START Record excerpts

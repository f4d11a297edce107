//! Binary-lifting ancestor tables over bottleneck trees.
//!
//! Each table stores, for every node and every power-of-two distance `2^k`,
//! the ancestor reached by that jump and the largest edge power crossed on
//! the way. Path maxima between two nodes then take `O(log n)` jumps.

use std::collections::HashMap;

use serde::Serialize;
use tracing::trace;

use crate::bottleneck::BottleneckTree;
use crate::error::{Error, Result};
use crate::network::{Distance, NodeId, Power};

/// Result of a bottleneck path query.
#[derive(Debug, Clone, PartialEq, Eq, Serialize)]
pub struct PowerPath {
    /// Largest power requirement along `path`; the minimum vehicle power
    /// that can make the trip.
    pub power: Power,
    /// Nodes from source to destination, both included.
    pub path: Vec<NodeId>,
    /// Sum of the route distances along `path`, saturating at `Distance::MAX`.
    pub distance: Distance,
}

impl PowerPath {
    /// Number of routes travelled.
    pub fn hop_count(&self) -> usize {
        self.path.len().saturating_sub(1)
    }
}

/// Ancestor jump table for one bottleneck tree.
#[derive(Debug, Clone)]
pub struct AncestorTable {
    root: NodeId,
    nodes: Vec<NodeId>,
    index: HashMap<NodeId, usize>,
    depth: Vec<usize>,
    parent_distance: Vec<Distance>,
    /// `up[k][v]` is the ancestor `2^k` steps above `v` (the root maps to itself).
    up: Vec<Vec<usize>>,
    /// `up_power[k][v]` is the largest edge power on the jump `up[k][v]`.
    up_power: Vec<Vec<Power>>,
}

impl AncestorTable {
    /// Root `tree` at its root node and build the jump tables.
    pub fn build(tree: &BottleneckTree) -> Self {
        let nodes = tree.nodes.clone();
        let index: HashMap<NodeId, usize> = nodes
            .iter()
            .enumerate()
            .map(|(idx, &node)| (node, idx))
            .collect();
        let n = nodes.len();

        let mut adjacency: Vec<Vec<(usize, Power, Distance)>> = vec![Vec::new(); n];
        for edge in &tree.edges {
            let (Some(&a), Some(&b)) = (index.get(&edge.a), index.get(&edge.b)) else {
                continue;
            };
            adjacency[a].push((b, edge.power_min, edge.distance));
            adjacency[b].push((a, edge.power_min, edge.distance));
        }

        let mut parent: Vec<usize> = (0..n).collect();
        let mut parent_power = vec![0; n];
        let mut parent_distance = vec![0; n];
        let mut depth = vec![0; n];
        let mut visited = vec![false; n];

        if let Some(&root_idx) = index.get(&tree.root) {
            let mut stack = vec![root_idx];
            visited[root_idx] = true;
            while let Some(current) = stack.pop() {
                for &(next, power, distance) in &adjacency[current] {
                    if visited[next] {
                        continue;
                    }
                    visited[next] = true;
                    parent[next] = current;
                    parent_power[next] = power;
                    parent_distance[next] = distance;
                    depth[next] = depth[current] + 1;
                    stack.push(next);
                }
            }
        }

        let max_depth = depth.iter().copied().max().unwrap_or(0);
        let mut levels = 1;
        while (1usize << levels) <= max_depth {
            levels += 1;
        }

        let mut up = Vec::with_capacity(levels);
        let mut up_power = Vec::with_capacity(levels);
        up.push(parent);
        up_power.push(parent_power);
        for k in 1..levels {
            let prev = &up[k - 1];
            let prev_power = &up_power[k - 1];
            let mut level = Vec::with_capacity(n);
            let mut level_power = Vec::with_capacity(n);
            for v in 0..n {
                let mid = prev[v];
                level.push(prev[mid]);
                level_power.push(prev_power[v].max(prev_power[mid]));
            }
            up.push(level);
            up_power.push(level_power);
        }

        Self {
            root: tree.root,
            nodes,
            index,
            depth,
            parent_distance,
            up,
            up_power,
        }
    }

    pub fn root(&self) -> NodeId {
        self.root
    }

    pub fn contains(&self, node: NodeId) -> bool {
        self.index.contains_key(&node)
    }

    /// Depth of `node` below the root.
    pub fn depth(&self, node: NodeId) -> Option<usize> {
        self.index.get(&node).map(|&idx| self.depth[idx])
    }

    /// Number of jump levels stored.
    pub fn levels(&self) -> usize {
        self.up.len()
    }

    /// Find the tree path between `src` and `dest` and the largest power
    /// requirement along it.
    ///
    /// Fails with [`Error::NoPath`] when either node is outside this tree.
    pub fn max_power_on_path(&self, src: NodeId, dest: NodeId) -> Result<PowerPath> {
        let (Some(&s), Some(&d)) = (self.index.get(&src), self.index.get(&dest)) else {
            return Err(Error::NoPath { src, dest });
        };

        let (lca, power) = self.lowest_common_ancestor(s, d);

        let (mut path, up_distance) = self.walk_up(s, lca);
        let (mut tail, down_distance) = self.walk_up(d, lca);
        tail.pop();
        tail.reverse();
        path.extend(tail);

        trace!(src, dest, power, hops = path.len() - 1, "resolved tree path");

        Ok(PowerPath {
            power,
            path,
            distance: up_distance.saturating_add(down_distance),
        })
    }

    /// Lowest common ancestor of `a` and `b` with the max edge power on the
    /// paths from both up to it.
    fn lowest_common_ancestor(&self, mut a: usize, mut b: usize) -> (usize, Power) {
        let mut best: Power = 0;
        if self.depth[a] < self.depth[b] {
            std::mem::swap(&mut a, &mut b);
        }

        let mut diff = self.depth[a] - self.depth[b];
        let mut k = 0;
        while diff > 0 {
            if diff & 1 == 1 {
                best = best.max(self.up_power[k][a]);
                a = self.up[k][a];
            }
            diff >>= 1;
            k += 1;
        }

        if a == b {
            return (a, best);
        }

        for k in (0..self.up.len()).rev() {
            if self.up[k][a] != self.up[k][b] {
                best = best.max(self.up_power[k][a]).max(self.up_power[k][b]);
                a = self.up[k][a];
                b = self.up[k][b];
            }
        }

        best = best.max(self.up_power[0][a]).max(self.up_power[0][b]);
        (self.up[0][a], best)
    }

    /// Nodes from `from` up to and including `ancestor`, with the distance
    /// covered.
    fn walk_up(&self, from: usize, ancestor: usize) -> (Vec<NodeId>, Distance) {
        let mut nodes = vec![self.nodes[from]];
        let mut distance: Distance = 0;
        let mut current = from;
        while current != ancestor {
            distance = distance.saturating_add(self.parent_distance[current]);
            current = self.up[0][current];
            nodes.push(self.nodes[current]);
        }
        (nodes, distance)
    }
}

END Record excerpts

Assigned task: Total lines holding "while" in the records: report this figure alone.

Problem solution: 4